Stored data:
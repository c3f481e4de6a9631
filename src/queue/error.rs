//! Queue Error Types

#[derive(Debug, Clone, PartialEq, Eq, thiserror::Error)]
#[non_exhaustive]
pub enum QueueError {
    /// The queue is closed and holds no more items
    #[error("Queue is closed")]
    Closed,

    #[error("Operation failed: {message}")]
    OperationFailed { message: String },
}

impl QueueError {
    /// True for the end-of-stream signal rather than a real failure
    pub fn is_closed(&self) -> bool {
        matches!(self, QueueError::Closed)
    }
}

/// Result type for queue operations
pub type QueueResult<T> = Result<T, QueueError>;
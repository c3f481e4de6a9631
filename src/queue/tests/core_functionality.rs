//! Core functionality tests for enqueue, dequeue and priority ordering

#[cfg(test)]
mod tests {
    use crate::queue::api::{BoundedPriorityQueue, QueueError, DEFAULT_PRIORITY};
    use crate::queue::tests::{wait_until, BLOCKED_FOR};
    use futures::TryStreamExt;
    use std::sync::Arc;
    use tokio::time::timeout;

    #[tokio::test]
    async fn test_enqueue_blocks_when_capacity_reached() {
        let queue = BoundedPriorityQueue::new(3);

        assert!(queue.enqueue(1).await);
        assert!(queue.enqueue(2).await);
        assert!(queue.enqueue(3).await);

        let blocked = timeout(BLOCKED_FOR, queue.enqueue(4)).await;
        assert!(blocked.is_err(), "4th enqueue should wait for a free slot");
        assert_eq!(queue.len(), 3);
    }

    #[tokio::test]
    async fn test_dequeue_blocks_when_empty() {
        let queue = BoundedPriorityQueue::<i32>::new(3);

        let blocked = timeout(BLOCKED_FOR, queue.dequeue()).await;
        assert!(blocked.is_err(), "dequeue on an empty open queue should wait");
    }

    #[tokio::test]
    async fn test_dequeue_resolves_after_item_added() {
        let queue = Arc::new(BoundedPriorityQueue::new(3));

        let pending = {
            let queue = Arc::clone(&queue);
            tokio::spawn(async move { queue.dequeue().await })
        };
        wait_until(&queue, |s| s.waiting_consumers == 1).await;

        assert!(queue.enqueue(42).await);
        assert_eq!(pending.await.unwrap(), Ok(42));
        assert!(queue.is_empty(), "hand-off should bypass the buffer");
    }

    #[tokio::test]
    async fn test_blocked_enqueue_completes_after_dequeue() {
        let queue = Arc::new(BoundedPriorityQueue::new(3));
        for i in 1..=3 {
            assert!(queue.enqueue(i).await);
        }

        let pending = {
            let queue = Arc::clone(&queue);
            tokio::spawn(async move { queue.enqueue(4).await })
        };
        wait_until(&queue, |s| s.waiting_producers == 1).await;

        for expected in 1..=4 {
            assert_eq!(queue.dequeue().await, Ok(expected));
        }

        assert!(pending.await.unwrap(), "blocked enqueue should be admitted");
        assert!(queue.is_empty());
    }

    #[tokio::test]
    async fn test_dequeues_higher_priority_first() {
        let queue = BoundedPriorityQueue::new(3);
        queue.enqueue_with_priority(1, 0).await;
        queue.enqueue_with_priority(2, 1).await;
        queue.enqueue_with_priority(3, 0).await;

        assert_eq!(queue.dequeue().await, Ok(2));
        assert_eq!(queue.dequeue().await, Ok(1));
        assert_eq!(queue.dequeue().await, Ok(3));
    }

    #[tokio::test]
    async fn test_negative_and_default_priorities() {
        let queue = BoundedPriorityQueue::new(8);
        queue.enqueue_with_priority("background", -5).await;
        queue.enqueue("normal-a").await;
        queue.enqueue_with_priority("urgent", 10).await;
        queue.enqueue_with_priority("normal-b", DEFAULT_PRIORITY).await;

        let drained: Vec<&str> = {
            queue.close();
            queue.iterate().try_collect().await.unwrap()
        };
        assert_eq!(drained, vec!["urgent", "normal-a", "normal-b", "background"]);
    }

    #[tokio::test]
    async fn test_admitted_producer_keeps_priority() {
        let queue = Arc::new(BoundedPriorityQueue::new(2));
        queue.enqueue_with_priority("low-1", 0).await;
        queue.enqueue_with_priority("low-2", 0).await;

        let pending = {
            let queue = Arc::clone(&queue);
            tokio::spawn(async move { queue.enqueue_with_priority("high", 9).await })
        };
        wait_until(&queue, |s| s.waiting_producers == 1).await;

        // Freeing one slot admits "high", which then overtakes "low-2"
        assert_eq!(queue.dequeue().await, Ok("low-1"));
        assert!(pending.await.unwrap());
        assert_eq!(queue.dequeue().await, Ok("high"));
        assert_eq!(queue.dequeue().await, Ok("low-2"));
    }

    #[tokio::test]
    async fn test_iterate_yields_contained_items() {
        let queue = BoundedPriorityQueue::new(3);
        queue.enqueue_with_priority(1, 0).await;
        queue.enqueue_with_priority(2, 1).await;
        queue.enqueue_with_priority(3, 0).await;
        queue.close();

        let buffer: Vec<i32> = queue.iterate().try_collect().await.unwrap();
        assert_eq!(buffer, vec![2, 1, 3]);
        assert_eq!(queue.dequeue().await, Err(QueueError::Closed));
    }

    #[tokio::test]
    async fn test_iterate_terminates_without_items() {
        let queue = Arc::new(BoundedPriorityQueue::<i32>::new(3));

        let draining = {
            let queue = Arc::clone(&queue);
            tokio::spawn(async move {
                let items: Vec<i32> = queue.iterate().try_collect().await?;
                Ok::<_, QueueError>(items.len())
            })
        };
        wait_until(&queue, |s| s.waiting_consumers == 1).await;
        queue.close();

        assert_eq!(draining.await.unwrap(), Ok(0));
    }

    #[tokio::test]
    async fn test_sequence_numbers_increase() {
        let queue = BoundedPriorityQueue::new(4);
        assert_eq!(queue.stats().next_sequence, 1);

        queue.enqueue("a").await;
        queue.enqueue("b").await;
        let stats = queue.stats();
        assert_eq!(stats.next_sequence, 3);
        assert_eq!(stats.buffered, 2);
        assert_eq!(stats.capacity, 4);
        assert!(!stats.closed);
    }
}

#### Task to carry out:
Please show each line in the records above that contains "expected".

#### The completed task:
        for expected in 1..=4 {
            assert_eq!(queue.dequeue().await, Ok(expected));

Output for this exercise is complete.